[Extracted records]
#####

//! Session context - Everything one user's costing session owns.
//!
//! The session bundles the ingredient ledger, the product catalog, the credit
//! ledger and the plan tier into one value the caller owns and passes around.
//! It is where the components meet: product creation consults the quota gate,
//! AI actions go through the credit ledger, and onboarding answers become ledger
//! entries. Operations run one at a time and a failed one leaves the session as
//! it was.

use crate::{
    config::{AppConfig, SeedConfig},
    core::{
        cost_label::parse_cost_label,
        credits::{AiAction, CreditLedger, CreditPackage},
        ingredient::IngredientLedger,
        onboarding::CapturedIngredient,
        product::ProductCatalog,
        quota::ProductQuota,
        report::InventorySummary,
    },
    entities::{Ingredient, IngredientDraft, PlanTier, Product, ProductDraft},
    errors::{Error, Result},
};
use tracing::{debug, info, warn};

/// One user's ledgers, catalog, credits and plan.
#[derive(Debug, Clone)]
pub struct Session {
    plan: PlanTier,
    free_product_limit: usize,
    ingredients: IngredientLedger,
    products: ProductCatalog,
    credits: CreditLedger,
}

impl Session {
    /// Creates an empty session.
    #[must_use]
    pub fn new(plan: PlanTier, free_product_limit: usize, starting_credits: u32) -> Self {
        Self {
            plan,
            free_product_limit,
            ingredients: IngredientLedger::new(),
            products: ProductCatalog::new(),
            credits: CreditLedger::new(starting_credits),
        }
    }

    /// Creates a session from settings and fills it with seed data.
    ///
    /// Seeded products skip the quota gate: they model what the account already
    /// holds, which may exceed the free limit after a downgrade.
    ///
    /// # Errors
    /// Returns [`Error::Validation`] if a seeded record breaks an invariant.
    pub fn from_config(config: &AppConfig, seed: &SeedConfig) -> Result<Self> {
        let mut session = Self::new(config.plan, config.free_product_limit, config.starting_credits);

        for ingredient in &seed.ingredients {
            let draft = ingredient.to_draft();
            match ingredient.last_purchase_date {
                Some(date) => session.ingredients.add_ingredient_dated(draft, date)?,
                None => session.ingredients.add_ingredient(draft)?,
            };
        }

        for product in &seed.products {
            session.products.add_product(product.to_draft())?;
        }

        if session.quota().current > session.free_product_limit && !session.plan.is_pro() {
            warn!(
                "Seed holds {} products, above the free limit of {}",
                session.products.len(),
                session.free_product_limit
            );
        }

        info!(
            "Session ready: {} ingredients, {} products, {} credits, {} plan",
            session.ingredients.len(),
            session.products.len(),
            session.credits.balance(),
            session.plan
        );
        Ok(session)
    }

    /// Current plan tier.
    #[must_use]
    pub const fn plan(&self) -> PlanTier {
        self.plan
    }

    /// Switches plan tier, e.g. after an upgrade. Existing products are kept.
    pub fn set_plan(&mut self, plan: PlanTier) {
        info!("Plan changed from {} to {}", self.plan, plan);
        self.plan = plan;
    }

    /// The ingredient ledger.
    #[must_use]
    pub const fn ingredients(&self) -> &IngredientLedger {
        &self.ingredients
    }

    /// The product catalog.
    #[must_use]
    pub const fn products(&self) -> &ProductCatalog {
        &self.products
    }

    /// The credit balance and history.
    #[must_use]
    pub const fn credits(&self) -> &CreditLedger {
        &self.credits
    }

    /// Adds an ingredient bought today.
    ///
    /// # Errors
    /// Returns [`Error::Validation`] for an invalid draft.
    pub fn add_ingredient(&mut self, draft: IngredientDraft) -> Result<&Ingredient> {
        let ingredient = self.ingredients.add_ingredient(draft)?;
        debug!("Added ingredient {} ({})", ingredient.id(), ingredient.name());
        Ok(ingredient)
    }

    /// # Errors
    /// Returns [`Error::IngredientNotFound`] for an unknown id.
    pub fn remove_ingredient(&mut self, id: u64) -> Result<Ingredient> {
        let removed = self.ingredients.remove_ingredient(id)?;
        debug!("Removed ingredient {} ({})", id, removed.name());
        Ok(removed)
    }

    /// Turns a finished onboarding exchange into a ledger entry.
    ///
    /// # Errors
    /// Returns [`Error::Validation`] if the cost label cannot be parsed or the
    /// resulting ingredient is invalid.
    pub fn capture_onboarding(&mut self, captured: &CapturedIngredient) -> Result<&Ingredient> {
        let draft = parse_cost_label(&captured.cost_label)?.into_draft(captured.name.clone());
        self.add_ingredient(draft)
    }

    /// Stock totals for the ingredient ledger.
    #[must_use]
    pub fn inventory_summary(&self) -> InventorySummary {
        InventorySummary::from_ledger(&self.ingredients)
    }

    /// Product usage against the plan.
    #[must_use]
    pub fn quota(&self) -> ProductQuota {
        ProductQuota::new(self.products.len(), self.free_product_limit, self.plan)
    }

    /// Creates a product if the plan allows one more.
    ///
    /// # Errors
    /// Returns [`Error::ProductLimitReached`] when the free quota is used up, so the
    /// caller can offer an upgrade, or [`Error::Validation`] for an invalid draft.
    pub fn create_product(&mut self, draft: ProductDraft) -> Result<&Product> {
        let quota = self.quota();
        if !quota.allows_new() {
            warn!(
                "Product creation blocked: {}/{} on the {} plan",
                quota.current, quota.limit, quota.tier
            );
            return Err(Error::ProductLimitReached {
                current: quota.current,
                limit: quota.limit,
            });
        }

        let product = self.products.add_product(draft)?;
        info!("Created product {} ({})", product.id(), product.name());
        Ok(product)
    }

    /// # Errors
    /// Returns [`Error::ProductNotFound`] for an unknown id.
    pub fn remove_product(&mut self, id: u64) -> Result<Product> {
        let removed = self.products.remove_product(id)?;
        debug!("Removed product {} ({})", id, removed.name());
        Ok(removed)
    }

    /// # Errors
    /// Returns [`Error::ProductNotFound`] or [`Error::Validation`].
    pub fn reprice_product(&mut self, id: u64, margin_percent: f64) -> Result<&Product> {
        self.products.reprice_product(id, margin_percent)
    }

    /// Charges the credits for an AI-assisted action and returns the new balance.
    ///
    /// # Errors
    /// Returns [`Error::InsufficientCredits`] when the balance is too low.
    pub fn run_ai_action(&mut self, action: AiAction) -> Result<u32> {
        self.credits
            .spend(action)
            .inspect(|balance| {
                info!(
                    "Charged {} credits for {:?}, {balance} left",
                    action.cost(),
                    action
                );
            })
            .inspect_err(|e| warn!("AI action {:?} refused: {}", action, e))
    }

    /// Adds a purchased credit pack and returns the new balance.
    pub fn top_up(&mut self, package: CreditPackage) -> u32 {
        let balance = self.credits.top_up(package);
        info!("Added {} credits ({package} pack), {balance} available", package.credits());
        balance
    }
}
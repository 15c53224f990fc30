use thiserror::Error;

/// Every failure a costing session can report. All of them are recoverable and a
/// failed operation leaves prior state unchanged.
#[derive(Debug, Error)]
pub enum Error {
    /// Input broke a record invariant (empty name, non-positive price, ...)
    #[error("Validation error: {message}")]
    Validation {
        /// What was wrong with the input
        message: String,
    },

    /// No ingredient with this id in the ledger
    #[error("Ingredient not found: {id}")]
    IngredientNotFound {
        /// Requested id
        id: u64,
    },

    /// No product with this id in the catalog
    #[error("Product not found: {id}")]
    ProductNotFound {
        /// Requested id
        id: u64,
    },

    /// The credit balance does not cover an action
    #[error("Insufficient credits: balance {balance}, required {cost}")]
    InsufficientCredits {
        /// Credits available
        balance: u32,
        /// Credits the action costs
        cost: u32,
    },

    /// A calculation would divide by zero
    #[error("Division by zero: {context}")]
    DivisionByZero {
        /// Which calculation
        context: String,
    },

    /// The free plan already holds as many products as it allows
    #[error("Product limit reached: {current}/{limit} on the free plan")]
    ProductLimitReached {
        /// Products in the catalog
        current: usize,
        /// Free plan cap
        limit: usize,
    },

    /// Field extraction from a photo failed
    #[error("Extraction error: {message}")]
    Extraction {
        /// Failure reason
        message: String,
    },

    /// Settings or seed data could not be loaded
    #[error("Configuration error: {message}")]
    Config {
        /// Failure reason
        message: String,
    },

    /// File system failure
    #[error("I/O error: {0}")]
    Io(#[from] std::io::Error),

    /// An environment variable is set but not valid Unicode
    #[error("Environment variable error: {0}")]
    EnvVar(#[from] std::env::VarError),
}

impl Error {
    /// Shorthand for building a [`Error::Validation`].
    pub fn validation(message: impl Into<String>) -> Self {
        Self::Validation {
            message: message.into(),
        }
    }
}

/// Convenience `Result` type
pub type Result<T> = std::result::Result<T, Error>;
//! Report generation business logic.
//!
//! This module turns ledger and catalog state into summaries and display strings:
//! BRL currency formatting, inventory totals, pricing lines, quota indicators and the
//! share card posted to social networks. Everything here is framework-agnostic and
//! returns plain data or strings for whatever front-end renders them.

use crate::{
    core::{credits::DebitPreview, ingredient::IngredientLedger, quota::ProductQuota},
    entities::{Ingredient, PlanTier, Product},
};

/// Aggregates over the ingredient ledger.
#[derive(Debug, Clone, Copy, PartialEq)]
pub struct InventorySummary {
    /// Number of ingredients
    pub count: usize,
    /// Σ quantity × unit price
    pub total_stock_value: f64,
    /// Mean unit price, zero when empty
    pub average_unit_price: f64,
}

impl InventorySummary {
    /// Aggregates the current ledger contents.
    #[must_use]
    pub fn from_ledger(ledger: &IngredientLedger) -> Self {
        Self {
            count: ledger.len(),
            total_stock_value: ledger.total_stock_value(),
            average_unit_price: ledger.average_unit_price(),
        }
    }
}

/// Formats an amount as Brazilian reais, e.g. `R$ 1.234,56`.
///
/// Works from the decimal rendering rather than integer cents, so amounts of any
/// magnitude keep their digits. Values that round to zero carry no sign.
#[must_use]
pub fn format_brl(value: f64) -> String {
    let digits = format!("{:.2}", value.abs());
    let Some((whole, fraction)) = digits.split_once('.') else {
        // NaN and infinities
        return format!("R$ {digits}");
    };

    let is_zero = whole.bytes().chain(fraction.bytes()).all(|b| b == b'0');
    let sign = if value.is_sign_negative() && !is_zero { "-" } else { "" };

    let mut grouped = String::with_capacity(whole.len() + whole.len() / 3);
    for (i, digit) in whole.chars().enumerate() {
        if i > 0 && (whole.len() - i) % 3 == 0 {
            grouped.push('.');
        }
        grouped.push(digit);
    }

    format!("{sign}R$ {grouped},{fraction}")
}

/// One-line description of an ingredient and its stock value.
#[must_use]
pub fn format_ingredient_line(ingredient: &Ingredient) -> String {
    let supplier = ingredient
        .supplier()
        .map(|s| format!(" | {s}"))
        .unwrap_or_default();

    format!(
        "{} | {} {} x {} = {}{supplier}",
        ingredient.name(),
        ingredient.quantity(),
        ingredient.unit(),
        format_brl(ingredient.unit_price()),
        format_brl(ingredient.stock_value()),
    )
}

/// One-line pricing summary for a product.
#[must_use]
pub fn format_product_line(product: &Product) -> String {
    let costing = product.costing();
    format!(
        "{} | yield {} | cost {}/unit | price {}/unit | margin {:.1}%",
        product.name(),
        product.yield_count(),
        format_brl(costing.cost_per_unit),
        format_brl(costing.sell_price_per_unit),
        product.margin_percent(),
    )
}

/// Generates a progress bar string for visual representation.
///
/// Creates a text-based progress bar like: `[████████░░] 80.0%`
///
/// # Arguments
/// * `progress_percent` - Progress percentage (0-100)
/// * `bar_length` - Length of the progress bar in characters (default 10)
#[must_use]
pub fn format_progress_bar(progress_percent: f64, bar_length: Option<usize>) -> String {
    let length = bar_length.unwrap_or(10);
    let clamped_progress = progress_percent.clamp(0.0, 100.0);

    // Cast safety: clamped_progress ∈ [0, 100], length is small (10-20).
    // Result is mathematically in [0, length], truncation/sign loss intentional for display.
    #[allow(clippy::cast_possible_truncation, clippy::cast_sign_loss, clippy::cast_precision_loss)]
    let filled = ((clamped_progress / 100.0) * length as f64).round() as usize;
    let empty = length.saturating_sub(filled);

    let filled_str = "█".repeat(filled);
    let empty_str = "░".repeat(empty);

    format!("[{filled_str}{empty_str}] {progress_percent:.1}%")
}

/// Product usage line for the limit indicator.
#[must_use]
pub fn format_quota(quota: &ProductQuota) -> String {
    match (quota.tier, quota.remaining()) {
        (PlanTier::Pro, _) | (PlanTier::Free, None) => {
            format!("Products: {} (pro, unlimited)", quota.current)
        }
        (PlanTier::Free, Some(0)) => format!(
            "Products: {}/{} {} - limit reached, upgrade to pro for more",
            quota.current,
            quota.limit,
            format_progress_bar(quota.progress_percent(), None),
        ),
        (PlanTier::Free, Some(remaining)) => format!(
            "Products: {}/{} {} - {remaining} remaining on the free plan",
            quota.current,
            quota.limit,
            format_progress_bar(quota.progress_percent(), None),
        ),
    }
}

/// Confirmation text for a pending credit debit.
#[must_use]
pub fn format_debit_preview(preview: &DebitPreview) -> String {
    match preview.remaining {
        Some(remaining) => format!(
            "Cost: {} credits | balance: {} | after: {remaining}",
            preview.cost, preview.balance
        ),
        None => format!(
            "Insufficient credits: {} needed, {} available, recharge {} more",
            preview.cost,
            preview.balance,
            preview.shortfall()
        ),
    }
}

/// Social media card advertising a product at its per-unit price.
#[must_use]
pub fn share_card(product: &Product) -> String {
    format!(
        "🍰 {}\n💰 {} cada\n📦 Rende {} unidades\n\n#precificaai #doces #negocio",
        product.name(),
        format_brl(product.costing().sell_price_per_unit),
        product.yield_count(),
    )
}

#####

» **Work instruction**
Check each line of the data for the string "upgrade" and state how many lines contain it, without any other output.

» **Written solution**
3